By tothetick
Once upon a time, there was (and still is) the International Monetary Fund. Their story reads something like this. It’s not all make-believe; it actually happens.
It never ceases to amaze that we vote people into positions. Those people that we have voted in elect in turn (or just go ahead and appoint without an election, making it all look very transparent) other people who are not as important but who will have the possibility of choosing (apparently in an “open, merit-based, and transparent manner”) someone who will be more important than they are, but less important than the first person that is in the voting/appointment chain. If it’s getting complicated by now, that’s the whole point of it. It’s meant to look complicated from the outside, so that we all lose in interest in the last person that’s being appointed in the said chain. Then, we allow that last person to take decisions all around the world, dish out the dough and tell other countries that they have got it all wrong, imposing austerity here and there willy-nilly as if it has been decided over a croissant in some Washington D.C. Hotel. The, to cap it all, that person stands up last night and says something along the lines of: “sorry boys, we went a bit tough on you I guess”. But, hey, the damage is done now, so what are we going to do? The answer is probably little, as usual.
Christine Lagarde announced yesterday in a press statement following an International-Monetary Fund report released on the austerity program offered to Greece in 2010 and 2012, that mistakes had been made. It had failed to see the full extent that austerity would have on the Greek economy. In 2010, they provided 110 billion euros in a loan to keep the Greeks afloat. But, there was an obligation to restore the fiscal balance through the setting up of an austerity program as well as the privatization of state assets (to the tune of 50 billion euros). The privatization of assets took longer than had been planned and structural reforms were not being put into place, so the IMF provided another bailout of 130 billion euros (not all on their own, along with the Eurozone in both instances).

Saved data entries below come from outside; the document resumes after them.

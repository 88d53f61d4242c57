//! Wallet behaviour analysis
//!
//! [`WalletAnalyzer`] pulls a wallet's history from a
//! [`TransactionProvider`] and hands it to the pure [`summarize`] function.
//! When the enriched feed fails, it falls back once to a signature-only
//! query and reports a degraded [`Analysis::Limited`] result.

pub mod classify;
pub mod record;
pub mod summary;
pub mod volume;
pub mod wallet;

pub use classify::{ActivitySignals, Classification, ClassificationPolicy};
pub use record::{SignatureInfo, TransactionRecord};
pub use summary::{Analysis, WalletSummary, summarize, summarize_with};
pub use wallet::{is_valid_wallet, validate_wallet};

use std::sync::Arc;

use tracing::{debug, warn};

use crate::config::AnalysisConfig;
use crate::error::Result;
use crate::provider::TransactionProvider;

/// Fetches and summarizes wallet history
pub struct WalletAnalyzer {
    provider: Arc<dyn TransactionProvider>,
    config: AnalysisConfig,
    policy: ClassificationPolicy,
    page_size: u32,
}

impl WalletAnalyzer {
    /// Create an analyzer with the default classification policy
    pub fn new(provider: Arc<dyn TransactionProvider>, config: AnalysisConfig, page_size: u32) -> Self {
        Self {
            provider,
            config,
            policy: ClassificationPolicy::default(),
            page_size,
        }
    }

    /// Replace the classification policy
    #[must_use]
    pub fn with_policy(mut self, policy: ClassificationPolicy) -> Self {
        self.policy = policy;
        self
    }

    /// Analyze one wallet.
    ///
    /// The address is expected to be validated already. Errors only surface
    /// when both the enriched fetch and the fallback fail.
    pub async fn analyze(&self, wallet: &str) -> Result<Analysis> {
        let records = match self.provider.fetch_transactions(wallet, self.page_size).await {
            Ok(records) => records,
            Err(e) => {
                warn!(wallet = %wallet, error = %e, "Enhanced fetch failed, falling back to signatures");
                let signatures = self.provider.fetch_signatures(wallet, self.page_size).await?;
                return Ok(Analysis::limited(signatures.len() as u64));
            }
        };

        debug!(wallet = %wallet, records = records.len(), "Summarizing wallet");
        Ok(summarize_with(wallet, &records, &self.config, &self.policy))
    }
}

The present situation in Greece is pretty dire. Unemployment stood at 24.4% (2012) and has since increased to 27% in February 2013. That’s a rise from 17.4% from 2011. Youth unemployment has hit 60% (aged 15-24 years old) and the country is being crippled by the austerity measures. Inflation was -0.6% in April 2013. The national debt of the country stands at more than 381 billion, clocking up more than 50 billion more each year in interest alone. The debt represents 189.19% of GDP today.
Neither the bailout of 2010, nor the one that took place last year to patch the wounds up did very much to help the Greeks out of their predicament. The only thing that the IMF did largely was to enable the setting of the scene to push the Greek people into such a corner that they would elect a far-right fascist party, the Golden Dawn. In 2012, the waning economic bailout measures that were not showing through in Greece resulted in the break-through by the Golden Dawn Party (7% in the elections), who vowed to turf the immigrants out of Greece and make the country good again. Of course, it’s the immigration problem, isn’t it? In Greece 1/5 of the population is from immigration. But, that’s not the problem. Why oh why do we always have to fall back on the scapegoat theory and choose the people that we want to blame for our own mistakes?
The IMF and the European Central Bank may have kept the Greeks in the Eurozone. But, it was at a price. Market confidence has not been restored and unemployment has continued to rise. The poorest in the country were hit and are still being hit the hardest. Of course consumer confidence hasn’t returned in a country where we still talk of ousting them from the Eurozone, and perhaps even the EU. We refer to them as one of the PIGS. Would you fancy being an ‘oinker’ in the family? Would that restore your confidence?
The contraction of the economy of Greece is beyond the IMF’s wildest nightmare-scenario situation. They thought it would contract by just 5.5%. It turns out that it’s more than three times that (17%). Wonderful mathematical wizardry. Calculations are not easy at the best of times, but in times of crisis , they are even harder.
Stories that begin by “one upon a time” are not always for children. The Greeks aren’t children, but the IMF belittled them. The IMF told them they had to do this and that they had to do that; and it was that which brought them down even more. But, they had to be publically punished to make sure that the others that were getting bigger around the world didn’t end up doing the same thing. Who in their right mind would ask the IMF now for money? You would have to be desperate, wouldn’t you? It would only plunge you further into economic disarray. What a botch-job by the IMF. Well done guys. Credibility just went (further) down the pan. What did you expect? But, what’s worse, the Greeks are the ones that are being hit the hardest at the moment. They have just taken another slap in the face from Ms. Lagarde. Isn’t it magnanimous to admit one’s mistakes? Absolution?